Preferably, the timing means is arranged such that the emitter means emits the electro-magnetic radiation from a point prior to the reciprocating piston reaching top dead centre, (e.g. substantially 18°C prior to top dead centre) up to the time prior to, or at, the completion of the downward stroke of the reciprocating piston to enhance heating of and substantially complete ionisation and combustion of the fuel in the combustion chamber. Thus, the emitter means emits the electro-magnetic radiation from a point prior to the reciprocating piston reaching top dead centre to a point after the reciprocating piston passes the dead centre but before, or at, the completion of the downward stroke of the piston.

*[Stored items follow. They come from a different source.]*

use clap::{Parser, ValueEnum};
use serde::de::DeserializeOwned;
use serde::{Deserialize, Serialize};
use std::io::Read;
use std::net::SocketAddr;
use std::path::PathBuf;
use tracing_subscriber::EnvFilter;

use crackteam::api::{CancelRequest, SubmitJobRequest};
use crackteam::config::{CoordinatorConfig, ServerConfig};
use crackteam::coordinator::{CreateOutcome, JobView, Strategy};
use crackteam::engine::EngineKind;
use crackteam::node::Node;
use crackteam::shutdown::install_shutdown_handler;

#[derive(Parser, Debug)]
#[command(name = "crackteam")]
#[command(version)]
#[command(about = "Team coordinator for distributed password-recovery jobs")]
#[command(propagate_version = true)]
struct Args {
    #[command(subcommand)]
    command: Commands,
}

#[derive(clap::Subcommand, Debug)]
enum Commands {
    /// Start a coordinator server
    Server(ServerArgs),

    /// Job management commands
    Job {
        #[command(flatten)]
        client: ClientArgs,

        #[command(subcommand)]
        command: JobCommands,
    },

    /// Parse engine status output read from stdin
    Parse {
        /// Engine that produced the output
        #[arg(long, short = 'e')]
        engine: EngineKind,
    },
}

// =============================================================================
// Server Arguments
// =============================================================================

#[derive(Parser, Debug)]
struct ServerArgs {
    /// Address to bind the HTTP and WebSocket server to
    #[arg(long, env = "CRACKTEAM_HOST", default_value = "127.0.0.1")]
    host: String,

    /// Port to listen on
    #[arg(long, env = "CRACKTEAM_PORT", default_value = "8080")]
    port: u16,

    /// Reclaim assignments silent for this many milliseconds
    #[arg(long, env = "CRACKTEAM_STALE_AFTER_MS", default_value = "30000")]
    stale_after_ms: u64,

    /// Minimum gap between progress broadcasts for one job
    #[arg(long, env = "CRACKTEAM_PROGRESS_INTERVAL_MS", default_value = "1000")]
    progress_interval_ms: u64,

    /// How often to sweep for stale work
    #[arg(long, env = "CRACKTEAM_SWEEP_INTERVAL_MS", default_value = "5000")]
    sweep_interval_ms: u64,

    /// How long finished jobs stay queryable
    #[arg(long, env = "CRACKTEAM_JOB_RETENTION_SECS", default_value = "3600")]
    job_retention_secs: u64,

    /// File the result cache is loaded from and saved to
    #[arg(long, env = "CRACKTEAM_CACHE_FILE")]
    cache_file: Option<PathBuf>,

    /// Directory that wordlist references resolve against
    #[arg(long, env = "CRACKTEAM_WORDLIST_DIR")]
    wordlist_dir: Option<PathBuf>,

    /// Accept any peer without team membership. Development only.
    #[arg(long, env = "CRACKTEAM_OPEN_ENROLLMENT")]
    open_enrollment: bool,
}

// =============================================================================
// Client Arguments
// =============================================================================

#[derive(Parser, Debug)]
struct ClientArgs {
    /// Server address
    #[arg(long, short = 'a', env = "CRACKTEAM_ADDR", default_value = "http://127.0.0.1:8080")]
    addr: String,

    /// Output format
    #[arg(long, short = 'o', default_value = "table")]
    output: OutputFormat,
}

#[derive(Debug, Clone, ValueEnum)]
enum OutputFormat {
    Table,
    Json,
}

// =============================================================================
// Job Commands
// =============================================================================

#[derive(clap::Subcommand, Debug)]
enum JobCommands {
    /// Submit a hash for the team to crack
    Submit {
        /// The hash to recover
        hash: String,

        /// Team the job belongs to
        #[arg(long, short = 't')]
        team: String,

        /// Member submitting the job
        #[arg(long, short = 'u')]
        user: String,

        /// Wordlist references, split across all connected peers
        #[arg(long, short = 'w', required = true, num_args = 1..)]
        wordlist: Vec<String>,

        /// Attack strategy
        #[arg(long, short = 's', default_value = "dictionary")]
        strategy: Strategy,
    },
    /// Get status of a specific job
    Status {
        /// The job ID (UUID)
        job_id: String,
    },
    /// Cancel a running job
    Cancel {
        /// The job ID (UUID)
        job_id: String,

        /// Reason reported to peers
        #[arg(long, short = 'r')]
        reason: Option<String>,
    },
    /// List all jobs
    List,
}

// =============================================================================
// JSON Output Types
// =============================================================================

#[derive(Serialize, Deserialize)]
#[serde(rename_all = "camelCase")]
struct CancelOutput {
    job_id: String,
    cancelled: bool,
}

#[derive(Deserialize)]
struct ErrorBody {
    error: String,
    code: String,
}

// =============================================================================
// HTTP Client
// =============================================================================

struct ApiClient {
    http: reqwest::Client,
    base: String,
}

impl ApiClient {
    fn new(args: &ClientArgs) -> Self {
        Self {
            http: reqwest::Client::new(),
            base: args.addr.trim_end_matches('/').to_string(),
        }
    }

    fn url(&self, path: &str) -> String {
        format!("{}{}", self.base, path)
    }

    async fn get<T: DeserializeOwned>(&self, path: &str) -> Result<T, Box<dyn std::error::Error>> {
        let response = self.http.get(self.url(path)).send().await?;
        decode(response).await
    }

    async fn post<B: Serialize, T: DeserializeOwned>(
        &self,
        path: &str,
        body: &B,
    ) -> Result<T, Box<dyn std::error::Error>> {
        let response = self.http.post(self.url(path)).json(body).send().await?;
        decode(response).await
    }
}

/// Decode a success body, or turn the server's error body into an error.
async fn decode<T: DeserializeOwned>(
    response: reqwest::Response,
) -> Result<T, Box<dyn std::error::Error>> {
    let status = response.status();
    if status.is_success() {
        return Ok(response.json().await?);
    }
    let text = response.text().await?;
    match serde_json::from_str::<ErrorBody>(&text) {
        Ok(body) => Err(format!("{} ({}): {}", status, body.code, body.error).into()),
        Err(_) => Err(format!("{}: {}", status, text).into()),
    }
}

// =============================================================================
// Server Implementation
// =============================================================================

async fn run_server(args: ServerArgs) -> Result<(), Box<dyn std::error::Error>> {
    let listen_addr: SocketAddr = format!("{}:{}", args.host, args.port).parse()?;

    let coordinator = CoordinatorConfig::default()
        .with_stale_after_ms(args.stale_after_ms)
        .with_progress_interval_ms(args.progress_interval_ms)
        .with_sweep_interval_ms(args.sweep_interval_ms)
        .with_job_retention_secs(args.job_retention_secs);

    let mut config = ServerConfig::new(listen_addr)
        .with_coordinator(coordinator)
        .with_open_enrollment(args.open_enrollment);
    if let Some(path) = args.cache_file {
        config = config.with_cache_path(path);
    }
    if let Some(dir) = args.wordlist_dir {
        config = config.with_wordlist_dir(dir);
    }

    tracing::info!(
        listen_addr = %config.listen_addr,
        stale_after_ms = config.coordinator.stale_after_ms,
        progress_interval_ms = config.coordinator.progress_interval_ms,
        sweep_interval_ms = config.coordinator.sweep_interval_ms,
        cache_file = ?config.cache_path,
        wordlist_dir = ?config.wordlist_dir,
        "Starting crackteam coordinator"
    );

    let node = Node::new(config)?;
    let shutdown = install_shutdown_handler();
    node.run(shutdown).await?;

    tracing::info!("Coordinator stopped");
    Ok(())
}

// =============================================================================
// Client Command Handlers
// =============================================================================

async fn handle_job_submit(
    client: &ApiClient,
    request: SubmitJobRequest,
    output_format: &OutputFormat,
) -> Result<(), Box<dyn std::error::Error>> {
    let outcome: CreateOutcome = client.post("/api/jobs", &request).await?;

    match output_format {
        OutputFormat::Json => {
            println!("{}", serde_json::to_string_pretty(&outcome)?);
        }
        OutputFormat::Table => match &outcome {
            CreateOutcome::Created { job_id } => {
                println!("Job submitted successfully!");
                println!("Job ID: {}", job_id);
            }
            CreateOutcome::Joined { job_id } => {
                println!("Hash is already being cracked, joined existing job.");
                println!("Job ID: {}", job_id);
            }
            CreateOutcome::Cached { job_id, plaintext } => {
                println!("Hash already solved.");
                println!("Job ID:    {}", job_id);
                println!("Plaintext: {}", plaintext);
            }
        },
    }
    Ok(())
}

async fn handle_job_status(
    client: &ApiClient,
    job_id: String,
    output_format: &OutputFormat,
) -> Result<(), Box<dyn std::error::Error>> {
    let job: JobView = client.get(&format!("/api/jobs/{}", job_id)).await?;

    match output_format {
        OutputFormat::Json => {
            println!("{}", serde_json::to_string_pretty(&job)?);
        }
        OutputFormat::Table => {
            println!("Job ID:      {}", job.id);
            println!("Team:        {}", job.team_id);
            println!("Status:      {}", job.status);
            println!("Hash Type:   {}", job.hash_type_info.hash_type);
            println!("Strategy:    {}", job.strategy);
            println!("Progress:    {:.1}%", job.progress_percent);
            println!(
                "Chunks:      {} total, {} pending",
                job.total_chunks, job.pending_chunks
            );
            if let Some(result) = &job.result {
                println!("Plaintext:   {}", result.plaintext);
                println!("Solved By:   {}", result.solved_by);
                if let Some(engine) = &result.engine {
                    println!("Engine:      {}", engine);
                }
            }
            if let Some(message) = &job.message {
                println!("Message:     {}", message);
            }
            if !job.assignments.is_empty() {
                println!();
                println!("{:<24} {:<24} {:<10} PROGRESS", "PEER", "CHUNK", "STATUS");
                println!("{}", "-".repeat(70));
                for assignment in &job.assignments {
                    println!(
                        "{:<24} {:<24} {:<10} {:.1}%",
                        truncate(&assignment.peer_id, 23),
                        truncate(&assignment.chunk.to_string(), 23),
                        assignment.status.to_string(),
                        assignment.progress_percent
                    );
                }
            }
        }
    }
    Ok(())
}

async fn handle_job_cancel(
    client: &ApiClient,
    job_id: String,
    reason: Option<String>,
    output_format: &OutputFormat,
) -> Result<(), Box<dyn std::error::Error>> {
    let output: CancelOutput = client
        .post(&format!("/api/jobs/{}/cancel", job_id), &CancelRequest { reason })
        .await?;

    match output_format {
        OutputFormat::Json => {
            println!("{}", serde_json::to_string_pretty(&output)?);
        }
        OutputFormat::Table => {
            if output.cancelled {
                println!("Job {} cancelled.", output.job_id);
            } else {
                println!("Job {} was not running.", output.job_id);
            }
        }
    }
    Ok(())
}

async fn handle_job_list(
    client: &ApiClient,
    output_format: &OutputFormat,
) -> Result<(), Box<dyn std::error::Error>> {
    let jobs: Vec<JobView> = client.get("/api/jobs").await?;

    match output_format {
        OutputFormat::Json => {
            println!("{}", serde_json::to_string_pretty(&jobs)?);
        }
        OutputFormat::Table => {
            if jobs.is_empty() {
                println!("No jobs found.");
                return Ok(());
            }
            println!(
                "{:<38} {:<10} {:<9} {:<8} HASH",
                "JOB ID", "STATUS", "PROGRESS", "PEERS"
            );
            println!("{}", "-".repeat(90));
            for job in &jobs {
                println!(
                    "{:<38} {:<10} {:<9} {:<8} {}",
                    job.id.to_string(),
                    job.status.to_string(),
                    format!("{:.1}%", job.progress_percent),
                    job.assignments.len(),
                    truncate(&job.fingerprint, 30)
                );
            }
            println!();
            println!("Showing {} jobs", jobs.len());
        }
    }
    Ok(())
}

fn handle_parse(engine: EngineKind) -> Result<(), Box<dyn std::error::Error>> {
    let mut raw = String::new();
    std::io::stdin().read_to_string(&mut raw)?;
    let progress = engine.parse(&raw);
    println!("{}", serde_json::to_string_pretty(&progress)?);
    Ok(())
}

fn truncate(s: &str, max: usize) -> String {
    if s.chars().count() > max {
        let head: String = s.chars().take(max.saturating_sub(3)).collect();
        format!("{}...", head)
    } else {
        s.to_string()
    }
}

#[tokio::main]
async fn main() -> Result<(), Box<dyn std::error::Error>> {
    let args = Args::parse();

    tracing_subscriber::fmt()
        .with_env_filter(
            EnvFilter::try_from_default_env().unwrap_or_else(|_| EnvFilter::new("info")),
        )
        .with_writer(std::io::stderr)
        .init();

    match args.command {
        Commands::Server(server_args) => {
            run_server(server_args).await?;
        }
        Commands::Job { client, command } => {
            let api = ApiClient::new(&client);

            match command {
                JobCommands::Submit {
                    hash,
                    team,
                    user,
                    wordlist,
                    strategy,
                } => {
                    let request = SubmitJobRequest {
                        team_id: team,
                        requested_by: user,
                        hash,
                        hash_type: None,
                        wordlists: wordlist,
                        strategy,
                    };
                    handle_job_submit(&api, request, &client.output).await?;
                }
                JobCommands::Status { job_id } => {
                    handle_job_status(&api, job_id, &client.output).await?;
                }
                JobCommands::Cancel { job_id, reason } => {
                    handle_job_cancel(&api, job_id, reason, &client.output).await?;
                }
                JobCommands::List => {
                    handle_job_list(&api, &client.output).await?;
                }
            }
        }
        Commands::Parse { engine } => {
            handle_parse(engine)?;
        }
    }

    Ok(())
}
use std::collections::HashMap;

use chrono::{DateTime, Utc};
use parking_lot::RwLock;
use serde::{Deserialize, Serialize};
use uuid::Uuid;

use super::PeerAuthorizer;
use crate::error::{CoordinatorError, Result};

#[derive(Debug, Clone, Copy, PartialEq, Eq, Serialize, Deserialize)]
#[serde(rename_all = "snake_case")]
pub enum MemberRole {
    Admin,
    Member,
}

#[derive(Debug, Clone, PartialEq, Serialize, Deserialize)]
#[serde(rename_all = "camelCase")]
pub struct Member {
    pub user_id: String,
    pub user_name: String,
    pub role: MemberRole,
    pub joined_at: DateTime<Utc>,
}

#[derive(Debug, Clone)]
struct Team {
    name: String,
    members: Vec<Member>,
}

/// In-memory team membership.
#[derive(Debug, Default)]
pub struct TeamRoster {
    teams: RwLock<HashMap<String, Team>>,
}

impl TeamRoster {
    pub fn new() -> Self {
        Self::default()
    }

    /// Create a team with `user_name` as its admin. Returns `(team_id, user_id)`.
    pub fn create_team(&self, team_name: &str, user_name: &str) -> Result<(String, String)> {
        let team_name = required(team_name, "team name")?;
        let user_name = required(user_name, "user name")?;

        let team_id = format!("team_{}_{}", Utc::now().timestamp(), hex_id(8));
        let admin = new_member(user_name, MemberRole::Admin);
        let user_id = admin.user_id.clone();

        self.teams.write().insert(
            team_id.clone(),
            Team {
                name: team_name.to_string(),
                members: vec![admin],
            },
        );
        tracing::info!(team_id = %team_id, team_name, user_id = %user_id, "Team created");
        Ok((team_id, user_id))
    }

    /// Add `user_name` to an existing team. Returns the new user id.
    pub fn join_team(&self, team_id: &str, user_name: &str) -> Result<String> {
        let user_name = required(user_name, "user name")?;

        let mut teams = self.teams.write();
        let team = teams
            .get_mut(team_id)
            .ok_or_else(|| CoordinatorError::TeamNotFound(team_id.to_string()))?;
        let member = new_member(user_name, MemberRole::Member);
        let user_id = member.user_id.clone();
        team.members.push(member);
        tracing::info!(team_id, user_id = %user_id, "Member joined team");
        Ok(user_id)
    }

    pub fn members(&self, team_id: &str) -> Result<Vec<Member>> {
        self.teams
            .read()
            .get(team_id)
            .map(|t| t.members.clone())
            .ok_or_else(|| CoordinatorError::TeamNotFound(team_id.to_string()))
    }

    pub fn team_name(&self, team_id: &str) -> Option<String> {
        self.teams.read().get(team_id).map(|t| t.name.clone())
    }
}

impl PeerAuthorizer for TeamRoster {
    fn is_authorized_peer(&self, team_id: &str, user_id: &str) -> bool {
        self.teams
            .read()
            .get(team_id)
            .is_some_and(|t| t.members.iter().any(|m| m.user_id == user_id))
    }
}

fn required<'a>(value: &'a str, what: &str) -> Result<&'a str> {
    let trimmed = value.trim();
    if trimmed.is_empty() {
        return Err(CoordinatorError::InvalidInput(format!("{} is required", what)));
    }
    Ok(trimmed)
}

fn new_member(user_name: &str, role: MemberRole) -> Member {
    Member {
        user_id: format!("user_{}", hex_id(12)),
        user_name: user_name.to_string(),
        role,
        joined_at: Utc::now(),
    }
}

fn hex_id(len: usize) -> String {
    Uuid::new_v4().simple().to_string()[..len].to_string()
}
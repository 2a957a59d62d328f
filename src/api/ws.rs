use std::time::Duration;

use axum::extract::ws::{Message as WsMessage, WebSocket, WebSocketUpgrade};
use axum::extract::{Query, State};
use axum::response::{IntoResponse, Response};
use futures::{SinkExt, StreamExt};
use serde::Deserialize;

use super::error::ApiError;
use super::AppState;
use crate::coordinator::{Coordinator, ProgressReport, ResultReport};
use crate::error::{CoordinatorError, ErrorKind};
use crate::transport::{Message, PeerMessage, Transport};

/// Interval between keep-alive pings.
const PING_INTERVAL_SECS: u64 = 30;

#[derive(Debug, Clone, Deserialize)]
pub struct ConnectParams {
    pub team_id: String,
    pub peer_id: String,
}

/// Upgrade to a peer connection once the peer is authorized for the team.
pub async fn ws_handler(
    ws: WebSocketUpgrade,
    State(state): State<AppState>,
    Query(params): Query<ConnectParams>,
) -> Response {
    if let Err(e) = state.coordinator.authorize(&params.team_id, &params.peer_id) {
        tracing::warn!(team_id = %params.team_id, peer_id = %params.peer_id, "Rejected peer connection");
        return ApiError::from(e).into_response();
    }
    ws.on_upgrade(move |socket| handle_socket(socket, state, params))
}

/// Drive one peer connection.
///
/// A sender task forwards hub messages and keep-alive pings to the socket
/// while this task decodes inbound frames and applies them to the coordinator.
async fn handle_socket(socket: WebSocket, state: AppState, params: ConnectParams) {
    let ConnectParams { team_id, peer_id } = params;
    let (conn_id, mut rx) = state.hub.connect(&team_id, &peer_id).await;

    if let Err(e) = state.coordinator.connect_peer(&team_id, &peer_id).await {
        tracing::warn!(peer_id = %peer_id, error = %e, "Peer registration failed");
        state.hub.disconnect(&peer_id, conn_id).await;
        return;
    }
    tracing::info!(peer_id = %peer_id, team_id = %team_id, conn_id = %conn_id, "Peer connected");

    let (mut sink, mut stream) = socket.split();

    let sender_peer = peer_id.clone();
    let send_task = tokio::spawn(async move {
        let mut ping = tokio::time::interval(Duration::from_secs(PING_INTERVAL_SECS));
        ping.tick().await;
        loop {
            tokio::select! {
                outgoing = rx.recv() => {
                    let Some(message) = outgoing else { break };
                    let text = match serde_json::to_string(&message) {
                        Ok(text) => text,
                        Err(e) => {
                            tracing::warn!(peer_id = %sender_peer, error = %e, "Failed to encode message");
                            continue;
                        }
                    };
                    if sink.send(WsMessage::Text(text)).await.is_err() {
                        tracing::debug!(peer_id = %sender_peer, "Peer socket closed");
                        break;
                    }
                }
                _ = ping.tick() => {
                    if sink.send(WsMessage::Ping(Vec::new())).await.is_err() {
                        break;
                    }
                }
            }
        }
        let _ = sink.close().await;
    });

    while let Some(frame) = stream.next().await {
        match frame {
            Ok(WsMessage::Text(text)) => {
                let reply = match serde_json::from_str::<PeerMessage>(&text) {
                    Ok(message) => handle_peer_message(&state.coordinator, &peer_id, message).await,
                    Err(e) => Some(Message::Error {
                        code: ErrorKind::InvalidInput.code().to_string(),
                        message: format!("malformed message: {}", e),
                    }),
                };
                if let Some(reply) = reply {
                    if let Err(e) = state.hub.send_to_peer(&peer_id, &reply).await {
                        tracing::debug!(peer_id = %peer_id, error = %e, "Reply not delivered");
                    }
                }
            }
            Ok(WsMessage::Pong(_)) => {
                state.coordinator.heartbeat(&peer_id);
            }
            Ok(WsMessage::Close(_)) => break,
            Ok(_) => {}
            Err(e) => {
                tracing::debug!(peer_id = %peer_id, error = %e, "Peer socket error");
                break;
            }
        }
    }

    if state.hub.disconnect(&peer_id, conn_id).await {
        state.coordinator.disconnect_peer(&peer_id).await;
    }
    send_task.abort();
    tracing::info!(peer_id = %peer_id, conn_id = %conn_id, "Peer connection closed");
}

/// Apply one inbound peer message. Returns the reply to send back, if any.
pub async fn handle_peer_message(
    coordinator: &Coordinator,
    peer_id: &str,
    message: PeerMessage,
) -> Option<Message> {
    match message {
        PeerMessage::Heartbeat => {
            coordinator.heartbeat(peer_id);
            None
        }
        PeerMessage::ReportProgress {
            job_id,
            attempted,
            total,
            rate,
        } => coordinator
            .report_progress(
                job_id,
                peer_id,
                ProgressReport {
                    attempted,
                    total,
                    rate,
                },
            )
            .await
            .err()
            .map(error_message),
        PeerMessage::EngineStatus {
            job_id,
            engine,
            output,
        } => coordinator
            .report_engine_output(job_id, peer_id, engine, &output)
            .await
            .err()
            .map(error_message),
        PeerMessage::ReportResult {
            job_id,
            success,
            plaintext,
            engine,
        } => {
            let report = ResultReport {
                success,
                plaintext,
                engine,
            };
            match coordinator.report_result(job_id, peer_id, report).await {
                Ok(ack) => Some(Message::ResultAck {
                    job_id,
                    accepted: ack.accepted,
                }),
                Err(e) => Some(error_message(e)),
            }
        }
    }
}

fn error_message(err: CoordinatorError) -> Message {
    Message::Error {
        code: err.kind().code().to_string(),
        message: err.to_string(),
    }
}
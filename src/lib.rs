pub mod api;
pub mod cache;
pub mod collab;
pub mod config;
pub mod coordinator;
pub mod engine;
pub mod error;
pub mod node;
pub mod progress;
pub mod shutdown;
pub mod transport;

Inlet means may be provided for intake of air during the respiration cycle of the combustion engine. Similarly, exhaust means is provided for exhaust of combustion products from the combustion chamber. The inlet means preferably comprises a one-way valve for intake of air.
Preferably, pressure relief means is provided such that if the internal pressure in the combustion chamber exceeds a selected level, the pressure relief means is activated to avoid over-pressurisation in the combustion chamber.
In the case of a reciprocating piston being provided in the combustion chamber, it is preferred that the reciprocating piston has at least one cavity therein to enhance reflection of the electro-magnetic radiation off the piston in different directions. In other engine types not employing reciprocating pistons, cavities may be provided on the components that are analogous to a reciprocating piston. Preferably, the fuel atomising means sprays fuel through a magnetic field. Such an arrangement is desirable to cause nuclear magnetic resonance of selected atoms, e.g. hydrogen and oxygen at certain frequencies. It is preferred that the fuel is sprayed through the magnetic field in a direction substantially at 90°Cangulation therethrough.
Preferably, the fuel atomising means and the emitter means are arranged such that they are opposed in an offset manner such that the electro-magnetic radiation is emitted and the fuel is sprayed such that they are opposed in an offset manner. It is further preferred that the fuel atomising means and the emitter means are offset by an angle of substantially 90°Csuch that the electro-magnetic radiation is emitted and the fuel is sprayed such that they are offset by an angle of substantially 90°C. This will ensure that atomic spectra (of fuel atoms) will undergo Larmor precession. Nuclear magnetic resonance will cause fine structure of atoms, e.g. hydrogen, which is the line splitting that arises from couplings between nuclear spins of atoms and which enhances dissociation of atoms for combustion.
Preferably, heating plug means is provided to provide additional heating of the fuel.
Initial starting energy input for the electro-magnet radiation generator means may be provided by an external power source, e.g. a battery in a similar manner to conventional ignition systems used in motor vehicles. Electrical voltages may, for example, be boosted by use of voltage doublers and triplers. Following initial starting, further supply of energy input to the electro-magnetic radiation generator means may be provided by alternator means, once again, in analogous manner to the operation of alternators in conventional ignition systems used in motor vehicles.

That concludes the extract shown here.